That's exactaly where my story has come to a screeching halt. I know where I want things to end up...but I can't decide how to get there.
 
silverwhisper said:
i
sidenote: it's extremely depressing to be blocked on the choreography of a sex scene.

ed

You need to think outside the box.
 
I would suggest doing it step by step, rather than trying to handle all of it at once. That is, tackle the oral first, for instance, followed by the fingering, and then the vaginal, etc. Orgies are even more important to choreograph right. I have learned this from experience, due to stories where I was criticized (rightly so, I might add) for being too "clinical" about the whole business.

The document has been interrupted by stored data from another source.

//! Built-in sample content.
//!
//! The server reseeds the event store from [`seed_events`] on request and
//! serves the announcement board from [`sample_announcements`]. Clients fall
//! back to [`sample_events`] and [`sample_announcements`] when the API cannot
//! be reached.

use crate::ledger;
use crate::types::{Announcement, Event, EventId, Participant, RsvpResponse};
use chrono::{DateTime, TimeZone, Utc};
use uuid::Uuid;

fn day(year: i32, month: u32, date: u32) -> DateTime<Utc> {
    Utc.with_ymd_and_hms(year, month, date, 0, 0, 0)
        .single()
        .unwrap_or_default()
}

fn ledger_of(entries: &[(&str, &str, RsvpResponse)], now: DateTime<Utc>) -> Vec<Participant> {
    entries
        .iter()
        .fold(Vec::new(), |acc, (user_id, username, response)| {
            ledger::apply_response(&acc, user_id, username, *response, now)
        })
}

fn diwali(id: EventId, now: DateTime<Utc>) -> Event {
    Event {
        id,
        title: "Community Diwali Celebration".to_string(),
        description: "Join us for a grand Diwali celebration with lights, fireworks, and \
                      traditional sweets. All residents are welcome!"
            .to_string(),
        date: day(2024, 11, 12),
        time: "6:00 PM".to_string(),
        location: "Community Hall".to_string(),
        participants: ledger_of(
            &[
                ("1", "John Doe", RsvpResponse::Yes),
                ("2", "Jane Smith", RsvpResponse::Yes),
                ("3", "Mike Johnson", RsvpResponse::Maybe),
            ],
            now,
        ),
        created_at: now,
    }
}

fn yoga(id: EventId, now: DateTime<Utc>) -> Event {
    Event {
        id,
        title: "Yoga Session".to_string(),
        description: "Morning yoga session for all age groups. Bring your yoga mats and join \
                      us for a healthy start to the day."
            .to_string(),
        date: day(2024, 1, 25),
        time: "7:00 AM".to_string(),
        location: "Central Park".to_string(),
        participants: ledger_of(
            &[
                ("1", "John Doe", RsvpResponse::Yes),
                ("4", "Sarah Wilson", RsvpResponse::No),
            ],
            now,
        ),
        created_at: now,
    }
}

fn cleanup(id: EventId, now: DateTime<Utc>) -> Event {
    Event {
        id,
        title: "Neighborhood Cleanup".to_string(),
        description: "Let's work together to clean up our neighborhood parks and streets. \
                      Gloves and bags will be provided."
            .to_string(),
        date: day(2024, 2, 15),
        time: "9:00 AM".to_string(),
        location: "Main Street Park".to_string(),
        participants: ledger_of(
            &[
                ("2", "Jane Smith", RsvpResponse::Yes),
                ("5", "Robert Brown", RsvpResponse::Maybe),
            ],
            now,
        ),
        created_at: now,
    }
}

/// Fixed id of the `n`th offline sample event.
#[must_use]
pub const fn sample_event_id(n: u128) -> EventId {
    EventId::from_uuid(Uuid::from_u128(n))
}

/// Events written to the store by a reseed, each with a fresh id.
#[must_use]
pub fn seed_events(now: DateTime<Utc>) -> Vec<Event> {
    vec![diwali(EventId::new(), now), yoga(EventId::new(), now)]
}

/// Events shown when the API is unreachable.
///
/// Ids are fixed so that repeated fallbacks describe the same events.
#[must_use]
pub fn sample_events(now: DateTime<Utc>) -> Vec<Event> {
    vec![
        diwali(sample_event_id(1), now),
        yoga(sample_event_id(2), now),
        cleanup(sample_event_id(3), now),
    ]
}

/// Whether `id` belongs to one of the offline sample events.
#[must_use]
pub fn is_sample_event(id: &EventId) -> bool {
    (1..=3).any(|n| sample_event_id(n) == *id)
}

/// The announcements the board starts with.
#[must_use]
pub fn sample_announcements() -> Vec<Announcement> {
    let announcement = |id: &str,
                        title: &str,
                        description: &str,
                        category: &str,
                        date: DateTime<Utc>,
                        created_at: DateTime<Utc>| Announcement {
        id: id.to_string(),
        title: title.to_string(),
        description: description.to_string(),
        category: category.to_string(),
        author: "Admin".to_string(),
        date,
        created_at,
    };

    vec![
        announcement(
            "1",
            "Water Supply Maintenance",
            "Water supply will be interrupted on Saturday from 9 AM to 3 PM for maintenance \
             work. Please store water accordingly.",
            "Maintenance",
            day(2024, 1, 15),
            day(2024, 1, 10),
        ),
        announcement(
            "2",
            "Community Cleanup Drive",
            "Join us for a community cleanup drive this Sunday at 8 AM in the central park. \
             Gloves and bags will be provided.",
            "Event",
            day(2024, 1, 20),
            day(2024, 1, 12),
        ),
        announcement(
            "3",
            "Security System Upgrade",
            "The society security cameras are being upgraded this week. There might be \
             temporary disruptions in CCTV coverage.",
            "Security",
            day(2024, 1, 18),
            day(2024, 1, 14),
        ),
    ]
}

Also take plenty of breaks for dialogue and revelation of the participants' thoughts.
 
weepingguitar: well, hey, at least we can commiserate... :>

sub joe: while thinking outside the box is usually good advice, it's hard for me to keep this all straight: it's a three-way and since that isn't exactly a common occurrence for me, it's a bit of a challenge--i always found lthe real thing to be that way... :>

severusmax: as mentioned, this one's a three-way. the male (POV) character is observing his 2 female friends and isn't allowed to participate: just watch. i'm having trouble balancing the need to describe the protagonist's frustration and tension while also describing what's happening on the bed.

i'm sure it'll come to me in time...

[grumbles]

ed
 
silverwhisper said:
weepingguitar: well, hey, at least we can commiserate... :>

sub joe: while thinking outside the box is usually good advice, it's hard for me to keep this all straight: it's a three-way and since that isn't exactly a common occurrence for me, it's a bit of a challenge--i always found lthe real thing to be that way... :>

severusmax: as mentioned, this one's a three-way. the male (POV) character is observing his 2 female friends and isn't allowed to participate: just watch. i'm having trouble balancing the need to describe the protagonist's frustration and tension while also describing what's happening on the bed.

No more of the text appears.